» Your goal
In full and without error, repeat the entries below.
....
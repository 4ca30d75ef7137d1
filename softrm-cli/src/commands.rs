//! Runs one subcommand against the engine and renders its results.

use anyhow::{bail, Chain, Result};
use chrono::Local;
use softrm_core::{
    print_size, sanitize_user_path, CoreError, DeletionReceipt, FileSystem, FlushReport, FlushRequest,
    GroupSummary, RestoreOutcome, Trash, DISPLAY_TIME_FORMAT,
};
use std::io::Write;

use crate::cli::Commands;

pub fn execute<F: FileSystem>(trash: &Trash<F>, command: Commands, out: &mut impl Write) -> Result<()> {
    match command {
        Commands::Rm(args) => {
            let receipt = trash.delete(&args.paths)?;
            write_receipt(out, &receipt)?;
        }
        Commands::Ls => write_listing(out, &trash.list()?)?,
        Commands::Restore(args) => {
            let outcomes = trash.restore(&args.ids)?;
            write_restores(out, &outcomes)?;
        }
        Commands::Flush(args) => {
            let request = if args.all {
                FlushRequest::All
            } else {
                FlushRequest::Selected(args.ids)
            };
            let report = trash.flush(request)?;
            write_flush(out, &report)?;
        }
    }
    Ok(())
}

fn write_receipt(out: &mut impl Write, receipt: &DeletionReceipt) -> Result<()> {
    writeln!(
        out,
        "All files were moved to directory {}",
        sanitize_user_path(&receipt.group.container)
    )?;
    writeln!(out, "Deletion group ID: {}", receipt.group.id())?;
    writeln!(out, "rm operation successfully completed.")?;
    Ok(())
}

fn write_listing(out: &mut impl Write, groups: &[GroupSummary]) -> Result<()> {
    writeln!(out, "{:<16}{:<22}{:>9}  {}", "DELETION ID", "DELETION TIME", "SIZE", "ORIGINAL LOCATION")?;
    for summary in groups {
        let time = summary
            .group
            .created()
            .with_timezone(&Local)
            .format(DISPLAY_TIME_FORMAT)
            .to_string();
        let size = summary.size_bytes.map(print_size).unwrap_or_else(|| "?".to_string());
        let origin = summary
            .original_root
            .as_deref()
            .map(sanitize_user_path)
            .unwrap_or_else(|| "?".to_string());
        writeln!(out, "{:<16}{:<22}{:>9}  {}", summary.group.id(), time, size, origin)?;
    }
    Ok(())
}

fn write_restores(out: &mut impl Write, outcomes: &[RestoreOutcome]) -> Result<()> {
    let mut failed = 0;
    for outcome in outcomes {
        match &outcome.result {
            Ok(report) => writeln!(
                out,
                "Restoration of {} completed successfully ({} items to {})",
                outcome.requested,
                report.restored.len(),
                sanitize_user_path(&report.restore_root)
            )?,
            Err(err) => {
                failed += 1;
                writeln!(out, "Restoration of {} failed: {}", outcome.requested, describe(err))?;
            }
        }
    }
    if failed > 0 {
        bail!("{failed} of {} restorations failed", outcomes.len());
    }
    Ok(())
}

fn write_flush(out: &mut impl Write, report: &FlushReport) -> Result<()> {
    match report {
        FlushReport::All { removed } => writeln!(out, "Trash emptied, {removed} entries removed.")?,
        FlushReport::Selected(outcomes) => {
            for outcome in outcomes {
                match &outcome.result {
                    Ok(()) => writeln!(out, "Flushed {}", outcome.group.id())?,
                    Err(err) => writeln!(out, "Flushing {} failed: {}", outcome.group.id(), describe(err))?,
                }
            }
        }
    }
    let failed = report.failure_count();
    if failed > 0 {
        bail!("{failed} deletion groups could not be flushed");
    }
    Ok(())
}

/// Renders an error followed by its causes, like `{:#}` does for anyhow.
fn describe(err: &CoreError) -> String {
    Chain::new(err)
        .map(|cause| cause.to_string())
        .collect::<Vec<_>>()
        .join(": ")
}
....
» Task output
repository 4ca30d75ef7137d1
filename softrm-cli/src/commands.rs
//! Runs one subcommand against the engine and renders its results.

use anyhow::{bail, Chain, Result};
use chrono::Local;
use softrm_core::{
    print_size, sanitize_user_path, CoreError, DeletionReceipt, FileSystem, FlushReport, FlushRequest,
    GroupSummary, RestoreOutcome, Trash, DISPLAY_TIME_FORMAT,
};
use std::io::Write;

use crate::cli::Commands;

pub fn execute<F: FileSystem>(trash: &Trash<F>, command: Commands, out: &mut impl Write) -> Result<()> {
    match command {
        Commands::Rm(args) => {
            let receipt = trash.delete(&args.paths)?;
            write_receipt(out, &receipt)?;
        }
        Commands::Ls => write_listing(out, &trash.list()?)?,
        Commands::Restore(args) => {
            let outcomes = trash.restore(&args.ids)?;
            write_restores(out, &outcomes)?;
        }
        Commands::Flush(args) => {
            let request = if args.all {
                FlushRequest::All
            } else {
                FlushRequest::Selected(args.ids)
            };
            let report = trash.flush(request)?;
            write_flush(out, &report)?;
        }
    }
    Ok(())
}

fn write_receipt(out: &mut impl Write, receipt: &DeletionReceipt) -> Result<()> {
    writeln!(
        out,
        "All files were moved to directory {}",
        sanitize_user_path(&receipt.group.container)
    )?;
    writeln!(out, "Deletion group ID: {}", receipt.group.id())?;
    writeln!(out, "rm operation successfully completed.")?;
    Ok(())
}

fn write_listing(out: &mut impl Write, groups: &[GroupSummary]) -> Result<()> {
    writeln!(out, "{:<16}{:<22}{:>9}  {}", "DELETION ID", "DELETION TIME", "SIZE", "ORIGINAL LOCATION")?;
    for summary in groups {
        let time = summary
            .group
            .created()
            .with_timezone(&Local)
            .format(DISPLAY_TIME_FORMAT)
            .to_string();
        let size = summary.size_bytes.map(print_size).unwrap_or_else(|| "?".to_string());
        let origin = summary
            .original_root
            .as_deref()
            .map(sanitize_user_path)
            .unwrap_or_else(|| "?".to_string());
        writeln!(out, "{:<16}{:<22}{:>9}  {}", summary.group.id(), time, size, origin)?;
    }
    Ok(())
}

fn write_restores(out: &mut impl Write, outcomes: &[RestoreOutcome]) -> Result<()> {
    let mut failed = 0;
    for outcome in outcomes {
        match &outcome.result {
            Ok(report) => writeln!(
                out,
                "Restoration of {} completed successfully ({} items to {})",
                outcome.requested,
                report.restored.len(),
                sanitize_user_path(&report.restore_root)
            )?,
            Err(err) => {
                failed += 1;
                writeln!(out, "Restoration of {} failed: {}", outcome.requested, describe(err))?;
            }
        }
    }
    if failed > 0 {
        bail!("{failed} of {} restorations failed", outcomes.len());
    }
    Ok(())
}

fn write_flush(out: &mut impl Write, report: &FlushReport) -> Result<()> {
    match report {
        FlushReport::All { removed } => writeln!(out, "Trash emptied, {removed} entries removed.")?,
        FlushReport::Selected(outcomes) => {
            for outcome in outcomes {
                match &outcome.result {
                    Ok(()) => writeln!(out, "Flushed {}", outcome.group.id())?,
                    Err(err) => writeln!(out, "Flushing {} failed: {}", outcome.group.id(), describe(err))?,
                }
            }
        }
    }
    let failed = report.failure_count();
    if failed > 0 {
        bail!("{failed} deletion groups could not be flushed");
    }
    Ok(())
}

/// Renders an error followed by its causes, like `{:#}` does for anyhow.
fn describe(err: &CoreError) -> String {
    Chain::new(err)
        .map(|cause| cause.to_string())
        .collect::<Vec<_>>()
        .join(": ")
}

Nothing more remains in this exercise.